In the material below, find how many lines contain the string "SimCamera". Write only that number.

==*==

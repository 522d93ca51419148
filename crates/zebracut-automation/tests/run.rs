//! Integration tests: full automation runs over simulated devices.

#![allow(clippy::unwrap_used, clippy::expect_used)]

use std::sync::Arc;
use std::time::Duration;

use crossbeam_channel::Receiver;
use zebracut_automation::sim::{
    Command, CommandLog, MemorySink, RecordingPacer, ScriptedLocator, SimActuator, SimAxis,
    SimCamera,
};
use zebracut_automation::{
    AbortHandle, AnnotationBoard, AutomationConfig, AutomationController, AutomationError,
    AutomationEvent, AxisId, Devices, GridConfig, MotionError, RunOutcome, spawn_automation,
};
use zebracut_vision::{GrayImage, Keypoint, KeypointTag, Located, LocatorError, TunableParameters};

const TARGET: Keypoint = Keypoint::new(150, 200, KeypointTag::Target);
const TOOL: Keypoint = Keypoint::new(140, 190, KeypointTag::Tool);

fn located(keypoints: Vec<Keypoint>) -> Result<Located, LocatorError> {
    Ok(Located {
        keypoints,
        trace: Vec::new(),
    })
}

fn embryo_ok() -> Result<Located, LocatorError> {
    located(vec![
        Keypoint::new(150, 210, KeypointTag::Reference),
        Keypoint::new(150, 120, KeypointTag::Reference),
        TARGET,
    ])
}

fn scissor_ok() -> Result<Located, LocatorError> {
    located(vec![TOOL])
}

fn config(n1: usize, n2: usize) -> AutomationConfig {
    AutomationConfig {
        grid: GridConfig {
            n1,
            n2,
            ..GridConfig::default()
        },
        ..AutomationConfig::default()
    }
}

/// Compact, order-preserving description of a command.
fn describe(command: &Command) -> String {
    match command {
        Command::MoveRelative { axis, .. } => format!("rel {axis}"),
        Command::MoveAbsolute { axis, .. } => format!("abs {axis}"),
        Command::Stop { axis } => format!("stop {axis}"),
        Command::Actuate { steps } => format!("act {steps}"),
        Command::StopCapture => "camera stop".to_owned(),
        Command::StartCapture => "camera start".to_owned(),
    }
}

struct Rig {
    log: CommandLog,
    camera: Arc<SimCamera>,
    pacer: Arc<RecordingPacer>,
    abort: AbortHandle,
    annotations: AnnotationBoard,
    sink: MemorySink,
}

impl Rig {
    fn new() -> Self {
        let log = CommandLog::new();
        Self {
            camera: Arc::new(SimCamera::showing(GrayImage::new(64, 64), log.clone())),
            log,
            pacer: Arc::new(RecordingPacer::default()),
            abort: AbortHandle::new(),
            annotations: AnnotationBoard::new(),
            sink: MemorySink::default(),
        }
    }

    fn devices(&self) -> Devices {
        let log = &self.log;
        Devices {
            x: Box::new(SimAxis::new(AxisId::X, 20_000_000.0, log.clone())),
            y: Box::new(SimAxis::new(AxisId::Y, 20_000_000.0, log.clone())),
            z: Box::new(SimAxis::new(AxisId::Z, 8_100_000.0, log.clone())),
            l1: Box::new(SimAxis::new(AxisId::L1, 31.0, log.clone())),
            l2: Box::new(SimAxis::new(AxisId::L2, 7.0, log.clone())),
            actuator: Box::new(SimActuator::new(log.clone())),
            camera: self.camera.clone(),
        }
    }

    fn controller(
        &self,
        config: AutomationConfig,
        devices: Devices,
        embryo: Vec<Result<Located, LocatorError>>,
        scissor: Vec<Result<Located, LocatorError>>,
    ) -> (AutomationController, Receiver<AutomationEvent>) {
        let (events, rx) = zebracut_automation::events::channel();
        let controller = AutomationController::new(config, TunableParameters::default(), devices)
            .unwrap()
            .with_locators(
                Box::new(ScriptedLocator::new(embryo)),
                Box::new(ScriptedLocator::new(scissor)),
            )
            .with_pacer(self.pacer.clone())
            .with_snapshots(Box::new(self.sink.clone()))
            .with_events(events)
            .with_shared_state(self.abort.clone(), self.annotations.clone());
        (controller, rx)
    }

    fn happy(&self, config: AutomationConfig) -> (AutomationController, Receiver<AutomationEvent>) {
        self.controller(config, self.devices(), vec![embryo_ok()], vec![scissor_ok()])
    }

    fn commands(&self) -> Vec<String> {
        self.log.commands().iter().map(describe).collect()
    }
}

#[test]
fn serpentine_grid_cuts_every_specimen() {
    let rig = Rig::new();
    let (mut controller, rx) = rig.happy(config(3, 2));
    let summary = controller.run().unwrap();

    assert_eq!(summary.outcome, RunOutcome::Completed);
    assert_eq!(summary.total, 6);
    assert_eq!(summary.processed, 6);
    assert_eq!(summary.cut, 6);
    assert_eq!(summary.failed_total(), 0);
    assert_eq!(controller.state().history, vec![(TARGET, TOOL); 6]);

    let grid: Vec<(AxisId, f64)> = rig
        .log
        .commands()
        .into_iter()
        .filter_map(|c| match c {
            Command::MoveRelative { axis, delta, .. } if matches!(axis, AxisId::L1 | AxisId::L2) => {
                Some((axis, delta))
            }
            _ => None,
        })
        .collect();
    assert_eq!(
        grid,
        vec![
            (AxisId::L1, 2.0),
            (AxisId::L2, 0.0),
            (AxisId::L1, 2.0),
            (AxisId::L2, 0.0),
            (AxisId::L1, 0.0),
            (AxisId::L2, 2.0),
            (AxisId::L1, -2.0),
            (AxisId::L2, 0.0),
            (AxisId::L1, -2.0),
            (AxisId::L2, 0.0),
        ]
    );

    let messages: Vec<String> = rx
        .try_iter()
        .filter_map(|e| match e {
            AutomationEvent::Info(m) => Some(m),
            _ => None,
        })
        .collect();
    assert_eq!(messages.first().map(String::as_str), Some("annotating embryo 1"));
    assert!(messages.iter().any(|m| m == "dissecting embryo 6"));
    assert!(messages.iter().any(|m| m == "going to embryo 6"));
    assert!(!messages.iter().any(|m| m == "going to embryo 7"));
    assert_eq!(messages.last().map(String::as_str), Some("automation is done."));
}

#[test]
fn finished_event_closes_the_run() {
    let rig = Rig::new();
    let (mut controller, rx) = rig.happy(config(2, 1));
    controller.run().unwrap();
    let events: Vec<_> = rx.try_iter().collect();
    assert_eq!(events.last(), Some(&AutomationEvent::Finished));
    assert!(rig.annotations.snapshot().is_empty());
}

#[test]
fn recipe_then_restore_in_order() {
    let rig = Rig::new();
    let (mut controller, _rx) = rig.happy(config(1, 1));
    controller.run().unwrap();

    assert_eq!(
        rig.commands(),
        [
            // positioning
            "rel x", "rel y",
            // recipe step 1
            "rel z", "rel y", "act -300", "act 300",
            // recipe step 2
            "rel z", "rel y", "act -300", "act 300",
            // restore
            "abs z", "abs x", "abs y",
        ]
    );

    let commands = rig.log.commands();
    let dx = match commands[0] {
        Command::MoveRelative {
            axis: AxisId::X,
            delta,
            ..
        } => delta,
        _ => f64::NAN,
    };
    // -(150 - 140) px at 1/690 mm/px, in nanometres.
    assert!((dx + 10.0 * 1_000_000.0 / 690.0).abs() < 1e-6, "dx = {dx}");
    assert_eq!(
        commands[10],
        Command::MoveAbsolute {
            axis: AxisId::Z,
            position: 8_100_000.0,
            speed: 800_000.0
        }
    );
}

#[test]
fn release_debris_adds_final_snip() {
    let rig = Rig::new();
    let mut config = config(1, 1);
    config.recipe.release_debris = true;
    let (mut controller, _rx) = rig.happy(config);
    controller.run().unwrap();
    let commands = rig.commands();
    assert_eq!(commands.len(), 15);
    assert_eq!(commands[13..], ["act -300", "act 300"]);
}

#[test]
fn failed_embryo_is_skipped_without_motion() {
    let rig = Rig::new();
    let (mut controller, rx) = rig.controller(
        config(2, 1),
        rig.devices(),
        vec![Err(LocatorError::NoCircleDetected), embryo_ok()],
        vec![scissor_ok()],
    );
    let summary = controller.run().unwrap();

    assert_eq!(summary.processed, 2);
    assert_eq!(summary.cut, 1);
    assert_eq!(summary.failed.get("no_circle_detected"), Some(&1));
    assert_eq!(controller.state().history.len(), 1);

    // The first specimen issues nothing before the grid step.
    let commands = rig.commands();
    assert_eq!(commands[..3], ["rel l1", "rel l2", "rel x"]);

    // Annotations are cleared right before the failure is reported.
    let events: Vec<_> = rx.try_iter().collect();
    let error_at = events
        .iter()
        .position(|e| matches!(e, AutomationEvent::Error(_)))
        .unwrap();
    assert!(matches!(
        &events[error_at - 1],
        AutomationEvent::Annotations(points) if points.is_empty()
    ));
    assert!(
        !events[..error_at]
            .iter()
            .any(|e| matches!(e, AutomationEvent::Keypoints { .. }))
    );
}

#[test]
fn failed_scissor_is_skipped() {
    let rig = Rig::new();
    let (mut controller, _rx) = rig.controller(
        config(1, 1),
        rig.devices(),
        vec![embryo_ok()],
        vec![Err(LocatorError::ParallelLines)],
    );
    let summary = controller.run().unwrap();
    assert_eq!(summary.failed.get("parallel_lines"), Some(&1));
    assert_eq!(summary.cut, 0);
    assert!(rig.commands().is_empty());
}

#[test]
fn missing_frame_is_a_specimen_failure() {
    let rig = Rig {
        camera: Arc::new(SimCamera::new(CommandLog::new())),
        ..Rig::new()
    };
    let (mut controller, _rx) = rig.happy(config(1, 1));
    let summary = controller.run().unwrap();
    assert_eq!(summary.outcome, RunOutcome::Completed);
    assert_eq!(summary.failed.get("no_frame"), Some(&1));
    assert!(rig.commands().is_empty());
}

#[test]
fn abort_mid_recipe_leaves_stage_in_place() {
    let rig = Rig::new();
    let (mut controller, rx) = rig.happy(config(2, 1));
    // Stop arrives while the first recipe z move is executing.
    rig.log.abort_after(3, rig.abort.clone());
    let summary = controller.run().unwrap();

    assert_eq!(summary.outcome, RunOutcome::Aborted);
    assert_eq!(summary.cut, 0);
    assert_eq!(rig.commands(), ["rel x", "rel y", "rel z"]);
    let events: Vec<_> = rx.try_iter().collect();
    assert_eq!(events.last(), Some(&AutomationEvent::Aborted));
}

#[test]
fn abort_before_start_sends_nothing() {
    let rig = Rig::new();
    let (mut controller, _rx) = rig.happy(config(3, 3));
    rig.abort.abort();
    let summary = controller.run().unwrap();
    assert_eq!(summary.outcome, RunOutcome::Aborted);
    assert_eq!(summary.processed, 0);
    assert!(rig.commands().is_empty());
}

#[test]
fn unreachable_target_skips_cut() {
    let rig = Rig::new();
    let far_tool = Keypoint::new(40_000, 190, KeypointTag::Tool);
    let (mut controller, _rx) = rig.controller(
        config(1, 1),
        rig.devices(),
        vec![embryo_ok()],
        vec![located(vec![far_tool])],
    );
    let summary = controller.run().unwrap();
    assert_eq!(summary.failed.get("axis_unreachable"), Some(&1));
    assert_eq!(summary.cut, 0);
    assert!(rig.commands().is_empty());
}

#[test]
fn rejected_y_move_returns_x_to_start() {
    let rig = Rig::new();
    let low_tool = Keypoint::new(140, 40_000, KeypointTag::Tool);
    let (mut controller, rx) = rig.controller(
        config(1, 1),
        rig.devices(),
        vec![embryo_ok()],
        vec![located(vec![low_tool])],
    );
    let summary = controller.run().unwrap();

    assert_eq!(summary.failed.get("axis_unreachable"), Some(&1));
    assert_eq!(summary.cut, 0);
    assert_eq!(rig.commands(), ["rel x", "abs x"]);
    assert_eq!(
        rig.log.commands()[1],
        Command::MoveAbsolute {
            axis: AxisId::X,
            position: 20_000_000.0,
            speed: 800_000.0
        }
    );
    let last_x = rx
        .try_iter()
        .filter_map(|e| match e {
            AutomationEvent::Position {
                axis: AxisId::X,
                position,
            } => Some(position),
            _ => None,
        })
        .last();
    assert_eq!(last_x, Some(20_000_000.0));
}

#[test]
fn development_wait_pauses_camera_between_rows() {
    let rig = Rig::new();
    let mut config = config(1, 2);
    config.grid.development_wait = Duration::from_secs(1800);
    let (mut controller, _rx) = rig.happy(config);
    controller.run().unwrap();

    let commands = rig.commands();
    let stop = commands.iter().position(|c| c == "camera stop").unwrap();
    assert_eq!(commands[stop..stop + 4], ["camera stop", "camera start", "rel l1", "rel l2"]);
    assert_eq!(commands.iter().filter(|c| *c == "camera stop").count(), 1);
    assert!(rig.pacer.waits().contains(&Duration::from_secs(1800)));
}

#[test]
fn snapshots_are_labelled_per_specimen() {
    let rig = Rig::new();
    let mut config = config(2, 1);
    config.snapshots.located = true;
    let (mut controller, _rx) = rig.happy(config);
    controller.run().unwrap();
    let labels: Vec<String> = rig.sink.saved().into_iter().map(|(l, _)| l).collect();
    assert_eq!(labels, ["1", "1_done", "2", "2_done"]);
}

#[test]
fn grid_out_of_travel_ends_run() {
    let rig = Rig::new();
    let mut devices = rig.devices();
    devices.l1 = Box::new(SimAxis::new(AxisId::L1, 99.0, rig.log.clone()));
    let (mut controller, _rx) = rig.controller(
        config(2, 1),
        devices,
        vec![embryo_ok()],
        vec![scissor_ok()],
    );
    let err = controller.run().unwrap_err();
    assert!(matches!(
        err,
        AutomationError::Grid(MotionError::AxisUnreachable {
            axis: AxisId::L1,
            ..
        })
    ));
}

#[test]
fn device_failure_ends_run() {
    let rig = Rig::new();
    let mut devices = rig.devices();
    let mut x = SimAxis::new(AxisId::X, 20_000_000.0, rig.log.clone());
    x.fail_with(zebracut_automation::DeviceError::Disconnected);
    devices.x = Box::new(x);
    let (mut controller, _rx) =
        rig.controller(config(1, 1), devices, vec![embryo_ok()], vec![scissor_ok()]);
    assert_eq!(
        controller.run(),
        Err(AutomationError::Device(
            zebracut_automation::DeviceError::Disconnected
        ))
    );
}

#[test]
fn invalid_config_is_rejected_up_front() {
    let rig = Rig::new();
    let result =
        AutomationController::new(config(0, 4), TunableParameters::default(), rig.devices());
    assert!(matches!(result, Err(AutomationError::Config(_))));
}

#[test]
fn spawned_run_joins_with_summary() {
    let rig = Rig::new();
    let (controller, _rx) = rig.happy(config(2, 2));
    let handle = spawn_automation(controller);
    let summary = handle.join().unwrap();
    assert_eq!(summary.outcome, RunOutcome::Completed);
    assert_eq!(summary.cut, 4);
}

#[test]
fn spawned_run_observes_abort() {
    let rig = Rig::new();
    let (controller, _rx) = rig.happy(config(6, 6));
    rig.abort.abort();
    let handle = spawn_automation(controller);
    handle.abort();
    let summary = handle.join().unwrap();
    assert_eq!(summary.outcome, RunOutcome::Aborted);
    assert!(rig.commands().is_empty());
}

==*==

*TASK RESPONSE*
4